IRF2BP2 deficiency promotes NB apoptosis and inhibits NB proliferation in vitro and in vivo. (A) Western blotting and protein quantification to verify the IRF2BP2 knockdown efficiency in NB cells. Mean ± SD is shown, n = 3 (biological replicates). ****P < .0001, ***P < .001; P-values are determined by one-way ANOVA. (B) The knockdown of IRF2BP2 results in a significant increase in apoptosis, as shown by the cell image. (C) Western blot and protein quantification showing the expression levels of cleaved caspase-3 and cleaved PARP in NB cells after the knockdown of IRF2BP2. Mean ± SD is shown, n = 3 (biological replicates). ***P < .001, **P < .01, ns means no significance; P-values are determined by one-way ANOVA. (D) The proliferation of NB cells transfected sh-NC or sh-IRF2B2P was detected by CCK8 assay. Mean ± SD is shown, n = 3 (biological replicates). ****P < .0001; P-values are determined by one-way ANOVA. (E) The effect of IRF2BP2 on colony formation is evaluated by colony formation assay. Mean ± SD is shown, n = 3 (biological replicates). ****P < .0001; P-values are determined by one-way ANOVA. (F and G) Representative sequential BLI images of the tumor-bearing mice in both the control group and the IRF2BP2-depleted group at intervals of 7, 14 and 21 days following the subcutaneous implantation of NB cells. Scale is in counts per second (cps). Mean ± SD is shown, n = 5 (biological replicates). *P < .05, **P < .01, ns means no significance; P-values are determined by t-tests. (H–J) Images (H), Growth curve (I), and tumor weights (J) in xenografts of the control group and IRF2BP2-depletion group. Mean ± SD is shown, n = 5 (biological replicates). ****P < .0001; P-values are determined by t-tests. (K) IHC staining statistics of IRF2BP2 and Ki-67 in xenograft tumors from sh-NC or sh-IRF2BP2 mice. Mean ± SD is shown, n = 5 (biological replicates). ***P < .001, **P < .01; P-values are determined by t-tests.
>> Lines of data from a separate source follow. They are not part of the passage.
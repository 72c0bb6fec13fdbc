use std::io::Write;

use anyhow::{Context, Result};
use clap::CommandFactory;
use clap_complete::Shell;

use crate::Cli;

pub(crate) const COMPLETION_BIN_NAME: &str = "toolsmith";

pub(crate) fn write_completions_script<W: Write>(shell: Shell, writer: &mut W) -> Result<()> {
    let mut command = Cli::command();
    let mut generated = Vec::new();
    clap_complete::generate(shell, &mut command, COMPLETION_BIN_NAME, &mut generated);

    writer
        .write_all(&generated)
        .with_context(|| "failed writing generated completion script")?;
    Ok(())
}
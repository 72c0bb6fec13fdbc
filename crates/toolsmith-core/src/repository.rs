use std::path::{Path, PathBuf};

use serde::{Deserialize, Deserializer, Serialize, Serializer};

/// The `command` key of a repository record.
///
/// A present-but-empty value (`""` or `null`) is an explicit opt-out and is kept
/// distinct from an absent key.
#[derive(Debug, Clone, Default, PartialEq, Eq)]
pub enum CommandField {
    #[default]
    Unset,
    Disabled,
    Path(String),
}

impl CommandField {
    pub fn is_unset(&self) -> bool {
        matches!(self, Self::Unset)
    }

    pub fn as_path(&self) -> Option<&str> {
        match self {
            Self::Path(path) => Some(path),
            _ => None,
        }
    }
}

impl Serialize for CommandField {
    fn serialize<S: Serializer>(&self, serializer: S) -> Result<S::Ok, S::Error> {
        match self {
            Self::Unset | Self::Disabled => serializer.serialize_str(""),
            Self::Path(path) => serializer.serialize_str(path),
        }
    }
}

impl<'de> Deserialize<'de> for CommandField {
    fn deserialize<D: Deserializer<'de>>(deserializer: D) -> Result<Self, D::Error> {
        let value = Option::<String>::deserialize(deserializer)?;
        Ok(match value {
            None => Self::Disabled,
            Some(path) if path.trim().is_empty() => Self::Disabled,
            Some(path) => Self::Path(path),
        })
    }
}

#[derive(Debug, Clone, Serialize, Deserialize, PartialEq, Eq)]
pub struct RepositoryRecord {
    pub provider: String,
    pub account: String,
    pub repository: String,
    #[serde(default, skip_serializing_if = "Option::is_none")]
    pub alias: Option<String>,
    #[serde(default, skip_serializing_if = "CommandField::is_unset")]
    pub command: CommandField,
}

impl RepositoryRecord {
    pub fn new(
        provider: impl Into<String>,
        account: impl Into<String>,
        repository: impl Into<String>,
    ) -> Self {
        Self {
            provider: provider.into(),
            account: account.into(),
            repository: repository.into(),
            alias: None,
            command: CommandField::Unset,
        }
    }

    pub fn full_name(&self) -> String {
        format!("{}/{}/{}", self.provider, self.account, self.repository)
    }

    pub fn same_identity(&self, other: &RepositoryRecord) -> bool {
        self.provider == other.provider
            && self.account == other.account
            && self.repository == other.repository
    }

    /// Short repository name when unique across `all`, full triple otherwise.
    pub fn identifier(&self, all: &[RepositoryRecord]) -> String {
        let clashes = all
            .iter()
            .filter(|other| other.repository == self.repository && !other.same_identity(self))
            .count();
        if clashes == 0 {
            self.repository.clone()
        } else {
            self.full_name()
        }
    }

    pub fn checkout_dir(&self, repositories_dir: &Path) -> PathBuf {
        repositories_dir
            .join(&self.provider)
            .join(&self.account)
            .join(&self.repository)
    }

    /// Whether `selector` names this record by repository, alias or full triple.
    pub fn matches_selector(&self, selector: &str, all: &[RepositoryRecord]) -> bool {
        selector == self.full_name()
            || selector == self.identifier(all)
            || self.alias.as_deref() == Some(selector)
    }

    pub fn with_command(&self, command: CommandField) -> Self {
        Self {
            command,
            ..self.clone()
        }
    }
}
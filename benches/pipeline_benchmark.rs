use criterion::{BenchmarkId, Criterion, black_box, criterion_group, criterion_main};
use rand::Rng;

use Torvane::core::collection::Collection;
use Torvane::core::value::Document;

/// Helper to create test documents
fn create_test_document(id: u64) -> Document {
    let mut rng = rand::thread_rng();
    let categories = ["alpha", "beta", "gamma", "delta"];
    let json = format!(
        r#"{{"_id": {}, "c": "{}", "v": {}, "tags": ["t{}", "t{}"]}}"#,
        id,
        categories[rng.gen_range(0..categories.len())],
        rng.gen_range(0..1000),
        rng.gen_range(0..8),
        rng.gen_range(0..8)
    );
    Document::from_json(&serde_json::from_str(&json).unwrap()).unwrap()
}

fn pipeline(json: &str) -> Vec<serde_json::Value> {
    serde_json::from_str(json).unwrap()
}

fn bench_batch_aggregate(c: &mut Criterion) {
    let mut group = c.benchmark_group("batch_aggregate");
    for size in [1_000u64, 10_000] {
        let docs: Vec<Document> = (0..size).map(create_test_document).collect();
        let mut coll = Collection::new(docs);
        let pipe = pipeline(
            r#"[
                {"$match": {"v": {"$gte": 100}}},
                {"$group": {"_id": "$c", "total": {"$sum": "$v"}, "n": {"$sum": 1}}}
            ]"#,
        );
        group.bench_with_input(BenchmarkId::from_parameter(size), &size, |b, _| {
            b.iter(|| black_box(coll.aggregate(&pipe).unwrap()));
        });
    }
    group.finish();
}

fn bench_incremental_group_maintenance(c: &mut Criterion) {
    c.bench_function("ivm_group_insert_remove", |b| {
        let docs: Vec<Document> = (0..5_000).map(create_test_document).collect();
        let mut coll = Collection::new(docs);
        coll.install(&pipeline(
            r#"[{"$group": {"_id": "$c", "total": {"$sum": "$v"}, "hi": {"$max": "$v"}}}]"#,
        ))
        .unwrap();
        let mut next = 5_000u64;
        b.iter(|| {
            let row = coll.insert(create_test_document(next)).unwrap();
            next += 1;
            coll.remove(row).unwrap();
            black_box(());
        });
    });
}

fn bench_topk_maintenance(c: &mut Criterion) {
    c.bench_function("ivm_topk_insert", |b| {
        let docs: Vec<Document> = (0..10_000).map(create_test_document).collect();
        let mut coll = Collection::new(docs);
        coll.install(&pipeline(r#"[{"$sort": {"v": -1}}, {"$limit": 10}]"#)).unwrap();
        let mut next = 10_000u64;
        b.iter(|| {
            coll.insert(create_test_document(next)).unwrap();
            next += 1;
        });
    });
}

fn bench_fused_vs_unfused_materialize(c: &mut Criterion) {
    let docs: Vec<Document> = (0..10_000).map(create_test_document).collect();
    let pipe = pipeline(
        r#"[
            {"$match": {"v": {"$gte": 500}}},
            {"$project": {"c": 1, "v": 1, "_id": 0}}
        ]"#,
    );
    c.bench_function("fused_match_project_10k", |b| {
        let mut coll = Collection::new(docs.clone());
        b.iter(|| black_box(coll.aggregate(&pipe).unwrap()));
    });
}

criterion_group!(
    benches,
    bench_batch_aggregate,
    bench_incremental_group_maintenance,
    bench_topk_maintenance,
    bench_fused_vs_unfused_materialize
);
criterion_main!(benches);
Subsequently, we conducted in vivo assays to further evaluate the impact of IRF2BP2 on NB cell survival and growth. Balb/c-nude mice were transplanted subcutaneously with luciferase-labeled cells with or without IRF2BP2 knockdown. Luciferase signals were monitored at various time points to track tumor growth. After 3 weeks, we observed that IRF2BP2 knockdown remarkably suppressed the proliferation of NB cells compared to that of the control group, as quantified by bioluminescence imaging (BLI) and tumor size (Figure 4F–H and Supplementary Figure 7G). In comparison to the control group, tumor development was significantly delayed in the xenograft group of IRF2BP2 knockdown, resulting in lower tumor weights (Figure 4I and J). To corroborate the link between tumor growth and IRF2BP2 levels, we assessed Ki-67 expression in tumors by IHC (Figure 4K, Supplementary Figure 7H). Consistent with the in vitro experiments, the interference with IRF2BP2 exhibited pronounced inhibition of NB cell proliferation in vivo. Taken together, these data suggested that IRF2BP2 promotes NB cell survival and proliferation both in vitro and in vivo.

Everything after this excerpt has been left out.